#### The data:
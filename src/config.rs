//! Configuration system for the evogrid simulation.
//!
//! Supports YAML configuration files with sensible defaults.

use crate::actions::Action;
use crate::error::SimError;
use crate::grid::BarrierKind;
use crate::survival::Challenge;
use serde::{Deserialize, Serialize};
use std::path::Path;

/// Hidden neuron indices are 7-bit in the packed gene encoding.
pub const MAX_NEURONS_LIMIT: usize = 128;

/// Main configuration structure
#[derive(Debug, Clone, Serialize, Deserialize)]
pub struct Config {
    pub world: WorldConfig,
    pub population: PopulationConfig,
    pub generation: GenerationConfig,
    pub genome: GenomeConfig,
    pub mutation: MutationConfig,
    #[serde(default)]
    pub actions: ActionConfig,
    #[serde(default)]
    pub selection: SelectionConfig,
    #[serde(default)]
    pub logging: LoggingConfig,
}

/// World/grid configuration
#[derive(Debug, Clone, Serialize, Deserialize)]
pub struct WorldConfig {
    pub grid_width: usize,
    pub grid_height: usize,
    /// Fixed cells rebuilt after every grid reset
    #[serde(default)]
    pub barrier: BarrierKind,
}

/// Population sizing
#[derive(Debug, Clone, Serialize, Deserialize)]
pub struct PopulationConfig {
    /// Size of generation 0
    pub starting_population: usize,
    /// Size of every respawned generation
    pub max_population: usize,
    /// Cell values below this are never handed out as creature ids
    pub reserved_ids: u16,
}

/// Generation lifetime
#[derive(Debug, Clone, Serialize, Deserialize)]
pub struct GenerationConfig {
    /// Ticks each generation lives before selection
    pub ticks_per_generation: u32,
    /// Simulation stops once this many turnovers happened
    pub max_generations: u32,
}

/// Genome shape limits
#[derive(Debug, Clone, Serialize, Deserialize)]
pub struct GenomeConfig {
    pub initial_length_min: usize,
    pub initial_length_max: usize,
    pub max_length: usize,
    /// Upper bound for the neuron-count trait
    pub max_neurons: usize,
}

/// Mutation rates applied during asexual reproduction
#[derive(Debug, Clone, Serialize, Deserialize)]
pub struct MutationConfig {
    /// Per-gene probability of a single bit flip
    pub point_mutation_rate: f32,
    /// Per-genome probability of inserting or deleting a gene
    pub insertion_deletion_rate: f32,
    /// Share of insertion/deletion events that delete
    pub deletion_ratio: f32,
    /// Per-trait probability of a trait byte being perturbed
    pub trait_mutation_rate: f32,
}

/// Action interpretation settings
#[derive(Debug, Clone, Serialize, Deserialize)]
pub struct ActionConfig {
    /// Actions the effect phase listens to; all others read as zero
    pub enabled: Vec<Action>,
    /// Steepness of the responsiveness response curve
    pub response_curve_k: f32,
}

#[derive(Debug, Clone, Default, Serialize, Deserialize)]
pub struct SelectionConfig {
    pub challenge: Challenge,
}

/// Logging configuration
#[derive(Debug, Clone, Serialize, Deserialize)]
pub struct LoggingConfig {
    /// Generations between info-level summaries
    pub stats_interval: u32,
    /// Log level (error, warn, info, debug, trace)
    pub log_level: String,
}

impl Default for Config {
    fn default() -> Self {
        Self {
            world: WorldConfig::default(),
            population: PopulationConfig::default(),
            generation: GenerationConfig::default(),
            genome: GenomeConfig::default(),
            mutation: MutationConfig::default(),
            actions: ActionConfig::default(),
            selection: SelectionConfig::default(),
            logging: LoggingConfig::default(),
        }
    }
}

impl Default for WorldConfig {
    fn default() -> Self {
        Self {
            grid_width: 128,
            grid_height: 128,
            barrier: BarrierKind::CenterWall,
        }
    }
}

impl Default for PopulationConfig {
    fn default() -> Self {
        Self {
            starting_population: 1000,
            max_population: 1000,
            reserved_ids: 2,
        }
    }
}

impl Default for GenerationConfig {
    fn default() -> Self {
        Self {
            ticks_per_generation: 300,
            max_generations: 200,
        }
    }
}

impl Default for GenomeConfig {
    fn default() -> Self {
        Self {
            initial_length_min: 24,
            initial_length_max: 24,
            max_length: 300,
            max_neurons: 5,
        }
    }
}

impl Default for MutationConfig {
    fn default() -> Self {
        Self {
            point_mutation_rate: 0.001,
            insertion_deletion_rate: 0.0,
            deletion_ratio: 0.5,
            trait_mutation_rate: 0.01,
        }
    }
}

impl Default for ActionConfig {
    fn default() -> Self {
        Self {
            enabled: Action::ALL.to_vec(),
            response_curve_k: 2.0,
        }
    }
}

impl Default for LoggingConfig {
    fn default() -> Self {
        Self {
            stats_interval: 10,
            log_level: "info".to_string(),
        }
    }
}

impl Config {
    /// Load configuration from a YAML file
    pub fn from_file<P: AsRef<Path>>(path: P) -> Result<Self, SimError> {
        let contents = std::fs::read_to_string(path)?;
        let config: Config = serde_yaml::from_str(&contents)?;
        config.validate()?;
        Ok(config)
    }

    /// Save configuration to a YAML file
    pub fn save<P: AsRef<Path>>(&self, path: P) -> Result<(), SimError> {
        let yaml = serde_yaml::to_string(self)?;
        std::fs::write(path, yaml)?;
        Ok(())
    }

    /// Validate configuration values
    pub fn validate(&self) -> Result<(), SimError> {
        let invalid = |msg: &str| Err(SimError::InvalidConfig(msg.to_string()));

        if self.world.grid_width == 0
            || self.world.grid_height == 0
            || self.world.grid_width > i16::MAX as usize
            || self.world.grid_height > i16::MAX as usize
        {
            return invalid("grid dimensions must be between 1 and 32767");
        }
        if self.population.reserved_ids < 2 {
            return invalid("reserved_ids must leave room for the empty and barrier markers");
        }
        if self.population.starting_population == 0 || self.population.max_population == 0 {
            return invalid("populations must be > 0");
        }
        let largest = self
            .population
            .starting_population
            .max(self.population.max_population);
        if largest + self.population.reserved_ids as usize > u16::MAX as usize {
            return invalid("population does not fit in 16-bit cell ids");
        }
        let available = self.open_cells();
        if largest > available {
            return Err(SimError::InsufficientSpace {
                needed: largest,
                available,
            });
        }
        if self.genome.max_neurons == 0 || self.genome.max_neurons > MAX_NEURONS_LIMIT {
            return invalid("max_neurons must be between 1 and 128");
        }
        if self.genome.initial_length_min == 0
            || self.genome.initial_length_min > self.genome.initial_length_max
            || self.genome.initial_length_max > self.genome.max_length
        {
            return invalid("genome lengths must satisfy 0 < min <= max <= max_length");
        }
        if self.actions.enabled.is_empty() {
            return invalid("at least one action must be enabled");
        }
        if self.generation.ticks_per_generation == 0 || self.generation.max_generations == 0 {
            return invalid("ticks_per_generation and max_generations must be > 0");
        }
        let k = self.actions.response_curve_k;
        if k.is_nan() || k < 0.0 {
            return invalid("response_curve_k must be >= 0");
        }
        if self.logging.log_level.parse::<log::LevelFilter>().is_err() {
            return invalid("log_level must be one of off, error, warn, info, debug, trace");
        }
        Ok(())
    }

    /// Number of cells left free once the barrier is built
    pub fn open_cells(&self) -> usize {
        let total = self.world.grid_width * self.world.grid_height;
        total.saturating_sub(
            self.world
                .barrier
                .cells(self.world.grid_width, self.world.grid_height)
                .len(),
        )
    }
}

#[cfg(test)]
mod tests {
    use super::*;

    #[test]
    fn test_default_config_valid() {
        let config = Config::default();
        assert!(config.validate().is_ok());
    }

    #[test]
    fn test_config_roundtrip() {
        let config = Config::default();
        let yaml = serde_yaml::to_string(&config).unwrap();
        let loaded: Config = serde_yaml::from_str(&yaml).unwrap();
        assert_eq!(config.world.grid_width, loaded.world.grid_width);
        assert_eq!(config.actions.enabled, loaded.actions.enabled);
        assert_eq!(config.selection.challenge, loaded.selection.challenge);
    }

    #[test]
    fn test_overcrowded_grid_rejected() {
        let mut config = Config::default();
        config.world.grid_width = 10;
        config.world.grid_height = 10;
        config.world.barrier = BarrierKind::None;
        config.population.max_population = 101;

        assert!(matches!(
            config.validate(),
            Err(SimError::InsufficientSpace {
                needed: 101,
                available: 100
            })
        ));
    }

    #[test]
    fn test_save_and_load() {
        let dir = tempfile::tempdir().unwrap();
        let path = dir.path().join("config.yaml");

        let mut config = Config::default();
        config.generation.max_generations = 7;
        config.save(&path).unwrap();

        let loaded = Config::from_file(&path).unwrap();
        assert_eq!(loaded.generation.max_generations, 7);
    }

    #[test]
    fn test_neuron_limit() {
        let mut config = Config::default();
        config.genome.max_neurons = MAX_NEURONS_LIMIT + 1;
        assert!(config.validate().is_err());
    }

    #[test]
    fn test_zero_generation_limit_rejected() {
        let mut config = Config::default();
        config.generation.max_generations = 0;
        assert!(matches!(config.validate(), Err(SimError::InvalidConfig(_))));
    }

    #[test]
    fn test_negative_response_curve_rejected() {
        let mut config = Config::default();
        config.actions.response_curve_k = -1.0;
        assert!(matches!(config.validate(), Err(SimError::InvalidConfig(_))));
        config.actions.response_curve_k = f32::NAN;
        assert!(config.validate().is_err());
        config.actions.response_curve_k = 0.0;
        assert!(config.validate().is_ok());
    }

    #[test]
    fn test_log_level_checked() {
        let mut config = Config::default();
        config.logging.log_level = "debug".to_string();
        assert!(config.validate().is_ok());
        config.logging.log_level = "chatty".to_string();
        assert!(matches!(config.validate(), Err(SimError::InvalidConfig(_))));
    }
}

#### Task prompt:
Apply a filter for "loaded" to the entries and show each line that passes.

#### Final answer:
        let loaded: Config = serde_yaml::from_str(&yaml).unwrap();
        assert_eq!(config.world.grid_width, loaded.world.grid_width);
        assert_eq!(config.actions.enabled, loaded.actions.enabled);
        assert_eq!(config.selection.challenge, loaded.selection.challenge);
        let loaded = Config::from_file(&path).unwrap();
        assert_eq!(loaded.generation.max_generations, 7);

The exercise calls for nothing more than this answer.